» Directions
Below is a listing. Quote from it, exactly, the lines from the one containing "let assigning: Vec<&ScanSpec> = segments" down to the one containing "for slot in", both ends included, and nothing else.

● ● ● ● ● ● ●

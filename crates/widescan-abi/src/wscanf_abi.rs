//! ABI layer for the wide formatted-scan-from-string surface.
//!
//! `swscanf` here is the legacy long-double compatibility entry: it
//! captures its variadic argument list and forwards it, unchanged, to
//! `__nldbl_vswscanf`, returning that routine's result verbatim. The
//! `__nldbl_`-prefixed names are the internal symbols old binaries
//! resolve; all four exports delegate to one implementation.
//!
//! Pointer extraction is two-pass, as in the printf path this mirrors:
//! walk the parsed format to pull one destination per non-suppressed
//! conversion (bounded by [`MAX_VA_ARGS`]), run the engine over the wide
//! input, then store each produced value with its length-modifier
//! narrowing.

use core::ffi::VaList;

use libc::{c_int, c_void, wchar_t};

use widescan_core::engine::{EOF, scan_segments};
use widescan_core::fmt::{ScanSegment, ScanSpec, parse_format_string};

use crate::store::store_value;

/// Maximum variadic arguments we extract per scan call.
const MAX_VA_ARGS: usize = 32;

/// Count how many destination pointers a parsed format consumes.
fn count_scan_args(segments: &[ScanSegment<'_>]) -> usize {
    segments
        .iter()
        .filter(|seg| matches!(seg, ScanSegment::Spec(spec) if !spec.suppress))
        .count()
        .min(MAX_VA_ARGS)
}

/// Borrow a NUL-terminated wide string as a slice (terminator excluded).
unsafe fn wide_cstr<'a>(ptr: *const u32) -> &'a [u32] {
    let mut len = 0usize;
    // SAFETY: caller guarantees a valid NUL-terminated wide string.
    unsafe {
        while *ptr.add(len) != 0 {
            len += 1;
        }
        std::slice::from_raw_parts(ptr, len)
    }
}

/// The one implementation behind all four exported names.
unsafe fn vswscanf_impl(s: *const wchar_t, fmt: *const wchar_t, mut ap: VaList) -> c_int {
    if s.is_null() || fmt.is_null() {
        return EOF;
    }
    // SAFETY: null checked above; NUL termination is the caller contract.
    let input = unsafe { wide_cstr(s.cast::<u32>()) };
    let format = unsafe { wide_cstr(fmt.cast::<u32>()) };

    let segments = parse_format_string(format);
    let assigning: Vec<&ScanSpec> = segments
        .iter()
        .filter_map(|seg| match seg {
            ScanSegment::Spec(spec) if !spec.suppress => Some(spec),
            _ => None,
        })
        .collect();

    let extract_count = count_scan_args(&segments);
    let mut ptrs = [0usize; MAX_VA_ARGS];
    for slot in ptrs.iter_mut().take(extract_count) {
        // SAFETY: one pointer was promised per non-suppressed conversion.
        *slot = unsafe { ap.next_arg::<*mut c_void>() } as usize;
    }

    let report = scan_segments(input, &segments);

    for (i, value) in report.values.iter().enumerate() {
        if i >= extract_count {
            break;
        }
        // SAFETY: destination validity is the caller contract.
        unsafe { store_value(value, assigning[i], ptrs[i]) };
    }

    report.ret()
}

/// `swscanf` under the legacy long-double ABI: open the variadic list,
/// hand it to `__nldbl_vswscanf`, and return its result unchanged.
#[unsafe(no_mangle)]
pub unsafe extern "C" fn swscanf(s: *const wchar_t, fmt: *const wchar_t, args: ...) -> c_int {
    unsafe { __nldbl_vswscanf(s, fmt, args) }
}

/// Internal-compat alias of [`swscanf`].
#[unsafe(no_mangle)]
pub unsafe extern "C" fn __nldbl_swscanf(
    s: *const wchar_t,
    fmt: *const wchar_t,
    args: ...
) -> c_int {
    unsafe { __nldbl_vswscanf(s, fmt, args) }
}

/// `vswscanf` under the legacy long-double ABI.
#[unsafe(no_mangle)]
pub unsafe extern "C" fn vswscanf(s: *const wchar_t, fmt: *const wchar_t, ap: VaList) -> c_int {
    unsafe { vswscanf_impl(s, fmt, ap) }
}

/// The collaborator entry old binaries resolve directly: performs the
/// scan with `L`-qualified conversions bound to double-width
/// destinations.
#[unsafe(no_mangle)]
pub unsafe extern "C" fn __nldbl_vswscanf(
    s: *const wchar_t,
    fmt: *const wchar_t,
    ap: VaList,
) -> c_int {
    unsafe { vswscanf_impl(s, fmt, ap) }
}
//! Read-only Cloud Foundry Cloud Controller v2 API client.
//!
//! Builds requests against a base API URL, applies server-side filters,
//! walks paginated listings into single collections and turns non-success
//! responses into inspectable [`ApiError`]s.
//!
//! This crate does not authenticate. Supply a [`Transport`] that attaches
//! credentials (for example a `reqwest::Client` built with a default
//! `Authorization` header).
//!
//! # Quick Start
//!
//! ```no_run
//! use std::time::Duration;
//! use ccv2::{Client, Context, FilterField, Get, List, Query, Resource, Space};
//!
//! #[tokio::main]
//! async fn main() -> ccv2::Result<()> {
//!     let client = Client::from_env()?;
//!     let ctx = Context::background().with_timeout(Duration::from_secs(30));
//!
//!     // Organizations named NASA
//!     let orgs = client
//!         .organizations(&ctx, &[Query::equal(FilterField::Name, "NASA")])
//!         .await?;
//!
//!     for org in &orgs {
//!         for space in org.spaces(&client, &ctx).await? {
//!             println!("{} / {}", org.name(), space.name());
//!         }
//!     }
//!
//!     // Single resources by GUID
//!     let space = Space::get(&client, &ctx, "2e100106-0b74-4062-8671-0d375f951cb4").await?;
//!     println!("{}", space.guid());
//!     Ok(())
//! }
//! ```
//!
//! # Architecture
//!
//! - [`Client`] holds the base URL and the [`Transport`].
//! - [`List`] and [`Get`] are implemented by the resource types.
//! - Every call runs under a [`Context`] carrying an optional deadline and
//!   cancellation token.
//! - Errors are [`CcError`]s, classified by [`ErrorKind`] into transport,
//!   API and decode failures.
//!
//! # Configuration
//!
//! [`Client::from_env`] reads the base URL from `CCV2_API_URL`.

mod client;
mod context;
mod error;
mod models;
mod pagination;
mod query;
mod request;
mod response;
mod traits;
mod transport;

// Re-export core types
pub use client::{Client, API_URL_ENV};
pub use context::Context;
pub use error::{ApiError, CcError, ErrorKind, Result};
pub use pagination::{Page, DEFAULT_MAX_PAGES};
pub use query::{FilterField, Operator, Query};
pub use transport::{default_transport, BoxError, Transport};

// Re-export traits
pub use traits::{Get, List};

// Re-export models
pub use models::{
    Application, ApplicationEntity, ApplicationSummary, Event, EventEntity, Info, Metadata,
    Organization, OrganizationEntity, Resource, Space, SpaceEntity,
};
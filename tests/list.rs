//! Listing and pagination against a mocked Cloud Controller.

use ccv2::{
    Application, Client, Context, Event, FilterField, List, Organization, Query, Resource, Space,
};
use chrono::{TimeZone, Utc};
use wiremock::matchers::{method, path, query_param, query_param_is_missing};
use wiremock::{Mock, MockServer, ResponseTemplate};

fn org_json(guid: &str, name: &str) -> serde_json::Value {
    serde_json::json!({
        "metadata": {
            "guid": guid,
            "url": format!("/v2/organizations/{guid}"),
            "created_at": "2016-06-08T16:41:33Z",
            "updated_at": "2016-06-08T16:41:37Z"
        },
        "entity": {
            "name": name,
            "billing_enabled": false,
            "quota_definition_guid": "dcb680a9-b190-4838-a3d2-b84aa17517a6",
            "status": "active"
        }
    })
}

fn names(orgs: &[Organization]) -> Vec<&str> {
    orgs.iter().map(|o| o.name()).collect()
}

#[tokio::test]
async fn test_list_organizations_with_query() {
    let mock_server = MockServer::start().await;

    let body = r#"
{
    "next_url": "",
    "resources": [
        {
            "entity": {
                "billing_enabled": true,
                "name": "NASA",
                "quota_definition_guid": "dcb680a9-b190-4838-a3d2-b84aa17517a6",
                "status": "active"
            },
            "metadata": {
                "created_at": "2016-06-08T16:41:33Z",
                "guid": "a7aff246-5f5b-4cf8-87d8-f316053e4a20",
                "updated_at": "2016-06-08T16:41:37Z"
            }
        }
    ]
}"#;

    Mock::given(method("GET"))
        .and(path("/v2/organizations"))
        .and(query_param("q", "name:NASA"))
        .respond_with(ResponseTemplate::new(200).set_body_string(body))
        .expect(1)
        .mount(&mock_server)
        .await;

    let client = Client::new(&mock_server.uri()).unwrap();
    let orgs = client
        .organizations(
            &Context::background(),
            &[Query::equal(FilterField::Name, "NASA")],
        )
        .await
        .unwrap();

    assert_eq!(orgs.len(), 1);
    let org = &orgs[0];
    assert_eq!(org.guid(), "a7aff246-5f5b-4cf8-87d8-f316053e4a20");
    assert_eq!(org.metadata.created_at, "2016-06-08T16:41:33Z");
    assert_eq!(org.metadata.updated_at, "2016-06-08T16:41:37Z");
    assert_eq!(org.entity.name, "NASA");
    assert!(org.entity.billing_enabled);
    assert_eq!(
        org.entity.quota_definition_guid,
        "dcb680a9-b190-4838-a3d2-b84aa17517a6"
    );
    assert_eq!(org.entity.status, "active");
}

#[tokio::test]
async fn test_list_spaces_null_quota() {
    let mock_server = MockServer::start().await;

    let body = r#"
{
    "next_url": null,
    "resources": [
        {
            "entity": {
                "allow_ssh": true,
                "name": "rocket",
                "organization_guid": "d154425c-dccc-42e6-b6b4-27d46c3b42cb",
                "space_quota_definition_guid": null
            },
            "metadata": {
                "created_at": "2016-06-08T16:41:40Z",
                "guid": "2e100106-0b74-4062-8671-0d375f951cb4",
                "updated_at": "2016-06-08T16:41:26Z"
            }
        }
    ]
}"#;

    Mock::given(method("GET"))
        .and(path("/v2/spaces"))
        .and(query_param("q", "name:rocket"))
        .respond_with(ResponseTemplate::new(200).set_body_string(body))
        .expect(1)
        .mount(&mock_server)
        .await;

    let client = Client::new(&mock_server.uri()).unwrap();
    let spaces = client
        .spaces(
            &Context::background(),
            &[Query::equal(FilterField::Name, "rocket")],
        )
        .await
        .unwrap();

    assert_eq!(spaces.len(), 1);
    let space = &spaces[0];
    assert_eq!(space.guid(), "2e100106-0b74-4062-8671-0d375f951cb4");
    assert_eq!(space.metadata.created_at, "2016-06-08T16:41:40Z");
    assert_eq!(space.metadata.updated_at, "2016-06-08T16:41:26Z");
    assert_eq!(space.entity.name, "rocket");
    assert_eq!(
        space.entity.organization_guid,
        "d154425c-dccc-42e6-b6b4-27d46c3b42cb"
    );
    assert_eq!(space.entity.space_quota_definition_guid, "");
    assert!(space.entity.allow_ssh);
}

#[tokio::test]
async fn test_space_quota_accepts_misspelled_field() {
    let mock_server = MockServer::start().await;

    Mock::given(method("GET"))
        .and(path("/v2/spaces"))
        .respond_with(ResponseTemplate::new(200).set_body_json(serde_json::json!({
            "next_url": null,
            "resources": [
                { "metadata": { "guid": "s-1" }, "entity": { "space_quota_definition_guid": "quota-1" } },
                { "metadata": { "guid": "s-2" }, "entity": { "space_quota_definiton_guid": "quota-2" } }
            ]
        })))
        .mount(&mock_server)
        .await;

    let client = Client::new(&mock_server.uri()).unwrap();
    let spaces = Space::list(&client, &Context::background(), &[]).await.unwrap();

    assert_eq!(spaces[0].entity.space_quota_definition_guid, "quota-1");
    assert_eq!(spaces[1].entity.space_quota_definition_guid, "quota-2");
}
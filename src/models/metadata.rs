//! Metadata shared by every Cloud Controller resource.

use serde::{Deserialize, Serialize};
use serde_with::{serde_as, DefaultOnNull};

/// The `metadata` block of a resource.
///
/// Timestamps are kept exactly as the API sends them.
#[serde_as]
#[derive(Debug, Clone, Default, PartialEq, Eq, Serialize, Deserialize)]
#[serde(default)]
pub struct Metadata {
    #[serde_as(as = "DefaultOnNull")]
    pub guid: String,
    #[serde_as(as = "DefaultOnNull")]
    pub url: String,
    #[serde_as(as = "DefaultOnNull")]
    pub created_at: String,
    #[serde_as(as = "DefaultOnNull")]
    pub updated_at: String,
}

/// A resource that carries a [`Metadata`] block.
pub trait Resource {
    fn metadata(&self) -> &Metadata;

    fn guid(&self) -> &str {
        &self.metadata().guid
    }
}
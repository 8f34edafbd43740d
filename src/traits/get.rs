//! Get trait for fetching single resources.

use async_trait::async_trait;
use serde::de::DeserializeOwned;

use crate::client::Client;
use crate::context::Context;
use crate::error::Result;
use crate::request::RequestOptions;

/// Fetch a single resource by GUID.
///
/// # Example
///
/// ```ignore
/// use ccv2::{Application, Context, Get};
///
/// let app = Application::get(&client, &Context::background(), "6064d98a-95e6-400b-bc03-be65e6d59622").await?;
/// ```
#[async_trait]
pub trait Get: DeserializeOwned + Send {
    /// Path of the resource identified by `guid`.
    fn path(guid: &str) -> String;

    /// Fetch the resource identified by `guid`.
    ///
    /// # Errors
    ///
    /// Returns an [`ApiError`](crate::ApiError) if the resource does not
    /// exist, or a transport/decode error if the request fails.
    #[tracing::instrument(skip(client, ctx))]
    async fn get(client: &Client, ctx: &Context, guid: &str) -> Result<Self> {
        let opts = RequestOptions::get(Self::path(guid), ctx);
        client.fetch(&opts, "get request", "resource decoding").await
    }
}
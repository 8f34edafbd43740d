//! Error types for Cloud Controller operations.

use serde::Deserialize;
use serde_with::{serde_as, DefaultOnNull};
use thiserror::Error;

use crate::transport::BoxError;

/// Errors that can occur during Cloud Controller operations.
///
/// Every variant falls into one of three disjoint kinds, see [`ErrorKind`].
#[derive(Debug, Error)]
pub enum CcError {
    /// Configuration is missing or incomplete.
    #[error("Cloud Controller configuration required: {0}")]
    ConfigMissing(String),

    /// The base URL or a request path could not be parsed.
    #[error("parsing url for path {path:?} failed: {source}")]
    InvalidUrl {
        path: String,
        #[source]
        source: url::ParseError,
    },

    /// The transport failed to perform the request.
    #[error("doing {operation} failed: {source}")]
    Transport {
        operation: &'static str,
        #[source]
        source: BoxError,
    },

    /// The call's context was cancelled while the operation was in flight.
    #[error("{operation} cancelled")]
    Cancelled { operation: &'static str },

    /// The call's deadline expired while the operation was in flight.
    #[error("{operation} deadline exceeded")]
    DeadlineExceeded { operation: &'static str },

    /// The API answered with a non-success status.
    #[error(transparent)]
    Api(#[from] ApiError),

    /// A response body could not be decoded.
    #[error("{context} failed: {source}")]
    Decode {
        context: &'static str,
        #[source]
        source: serde_json::Error,
    },

    /// Reading a response body failed.
    #[error("reading {operation} response body failed: {source}")]
    Body {
        operation: &'static str,
        #[source]
        source: reqwest::Error,
    },

    /// The server kept handing out next-page locators past the page cap.
    #[error("pagination stopped after {limit} pages without reaching the last page")]
    PageLimitExceeded { limit: u32 },
}

/// Coarse classification of a [`CcError`].
#[derive(Debug, Clone, Copy, PartialEq, Eq)]
pub enum ErrorKind {
    /// Network, TLS, cancellation or deadline failures.
    Transport,
    /// A successfully transported non-success response.
    Api,
    /// Malformed bodies, URLs or configuration.
    Decode,
}

impl CcError {
    /// Which of the three error kinds this is.
    pub fn kind(&self) -> ErrorKind {
        match self {
            Self::Transport { .. } | Self::Cancelled { .. } | Self::DeadlineExceeded { .. } => {
                ErrorKind::Transport
            }
            Self::Api(_) => ErrorKind::Api,
            Self::ConfigMissing(_)
            | Self::InvalidUrl { .. }
            | Self::Decode { .. }
            | Self::Body { .. }
            | Self::PageLimitExceeded { .. } => ErrorKind::Decode,
        }
    }

    /// The API error payload, if this is an API error.
    pub fn api_error(&self) -> Option<&ApiError> {
        match self {
            Self::Api(e) => Some(e),
            _ => None,
        }
    }

    pub(crate) fn decode(context: &'static str) -> impl FnOnce(serde_json::Error) -> Self {
        move |source| Self::Decode { context, source }
    }
}

/// A non-success response from the Cloud Controller.
///
/// `status_code` is always the HTTP status of the response, whatever the
/// body says.
#[derive(Debug, Clone, Default, PartialEq, Eq, Error)]
#[error("API error (status {status_code}, error code {error_code:?}): {description}")]
pub struct ApiError {
    /// HTTP status code of the response.
    pub status_code: u16,
    /// Numeric Cloud Controller error code, informational only.
    pub code: Option<i64>,
    /// Symbolic or numeric error code, e.g. `"10001"` or `"CF-NotAuthorized"`.
    pub error_code: String,
    /// Human readable description.
    pub description: String,
}

#[serde_as]
#[derive(Deserialize)]
struct ErrorEnvelope {
    #[serde(default)]
    code: Option<i64>,
    #[serde_as(as = "DefaultOnNull")]
    #[serde(default)]
    error_code: String,
    #[serde_as(as = "DefaultOnNull")]
    #[serde(default)]
    description: String,
}

impl ApiError {
    /// Build an API error from a response status and body.
    ///
    /// A body that is not a valid error envelope yields an error whose
    /// description is the decode failure and whose error code is empty.
    pub fn from_body(status_code: u16, body: &[u8]) -> Self {
        match serde_json::from_slice::<ErrorEnvelope>(body) {
            Ok(envelope) => Self {
                status_code,
                code: envelope.code,
                error_code: envelope.error_code,
                description: envelope.description,
            },
            Err(e) => Self {
                status_code,
                description: e.to_string(),
                ..Default::default()
            },
        }
    }

    pub fn is_not_found(&self) -> bool {
        self.status_code == 404
    }

    pub fn is_unauthorized(&self) -> bool {
        self.status_code == 401
    }

    pub fn is_forbidden(&self) -> bool {
        self.status_code == 403
    }
}

/// Result type alias for Cloud Controller operations.
pub type Result<T> = core::result::Result<T, CcError>;
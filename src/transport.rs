//! The transport seam.
//!
//! The client never talks to the network directly; it hands prepared
//! requests to a [`Transport`]. Authentication, proxies and test doubles are
//! all implemented by supplying a different transport.

use std::sync::Arc;
use std::time::Duration;

use async_trait::async_trait;
use reqwest::{Request, Response};

/// Boxed error returned by transports.
pub type BoxError = Box<dyn std::error::Error + Send + Sync>;

const USER_AGENT: &str = concat!("ccv2/", env!("CARGO_PKG_VERSION"));

/// Performs HTTP requests.
///
/// Implementations must not interpret status codes; any response the server
/// produced is returned as `Ok`.
///
/// # Example
///
/// ```
/// use async_trait::async_trait;
/// use ccv2::{BoxError, Transport};
///
/// /// Attaches a bearer token to every request.
/// struct Bearer {
///     inner: reqwest::Client,
///     token: String,
/// }
///
/// #[async_trait]
/// impl Transport for Bearer {
///     async fn execute(&self, mut request: reqwest::Request) -> Result<reqwest::Response, BoxError> {
///         let value: reqwest::header::HeaderValue = format!("bearer {}", self.token).parse()?;
///         request.headers_mut().insert(reqwest::header::AUTHORIZATION, value);
///         Ok(self.inner.execute(request).await?)
///     }
/// }
/// ```
#[async_trait]
pub trait Transport: Send + Sync {
    async fn execute(&self, request: Request) -> Result<Response, BoxError>;
}

#[async_trait]
impl Transport for reqwest::Client {
    async fn execute(&self, request: Request) -> Result<Response, BoxError> {
        Ok(reqwest::Client::execute(self, request).await?)
    }
}

#[async_trait]
impl<T: Transport + ?Sized> Transport for Arc<T> {
    async fn execute(&self, request: Request) -> Result<Response, BoxError> {
        (**self).execute(request).await
    }
}

/// Build the stock, unauthenticated transport.
pub fn default_transport() -> reqwest::Result<reqwest::Client> {
    reqwest::Client::builder()
        .user_agent(USER_AGENT)
        .brotli(true)
        .gzip(true)
        .deflate(true)
        .connect_timeout(Duration::from_secs(30))
        .build()
}
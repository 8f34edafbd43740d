//! Response classification.

use reqwest::{Response, StatusCode};
use serde::de::DeserializeOwned;

use crate::context::Context;
use crate::error::{ApiError, CcError, Result};

/// Turn a response into either a decoded `T` or an [`ApiError`].
///
/// Only `200 OK` counts as success; the Cloud Controller uses no other 2xx
/// status for reads. The body is read to the end before anything is decoded,
/// and the response is dropped on every path.
pub(crate) async fn decode_response<T: DeserializeOwned>(
    response: Response,
    context: &Context,
    operation: &'static str,
    decoding: &'static str,
) -> Result<T> {
    let status = response.status();
    let body = context.run(operation, response.bytes()).await?;

    if status != StatusCode::OK {
        let error = match body {
            Ok(bytes) => ApiError::from_body(status.as_u16(), &bytes),
            Err(e) => ApiError {
                status_code: status.as_u16(),
                description: e.to_string(),
                ..Default::default()
            },
        };
        tracing::debug!(
            status = error.status_code,
            error_code = %error.error_code,
            "{operation} returned an error response"
        );
        return Err(error.into());
    }

    let body = body.map_err(|source| CcError::Body { operation, source })?;
    serde_json::from_slice(&body).map_err(CcError::decode(decoding))
}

● ● ● ● ● ● ●

» Exercise response
    let assigning: Vec<&ScanSpec> = segments
        .iter()
        .filter_map(|seg| match seg {
            ScanSegment::Spec(spec) if !spec.suppress => Some(spec),
            _ => None,
        })
        .collect();

    let extract_count = count_scan_args(&segments);
    let mut ptrs = [0usize; MAX_VA_ARGS];
    for slot in ptrs.iter_mut().take(extract_count) {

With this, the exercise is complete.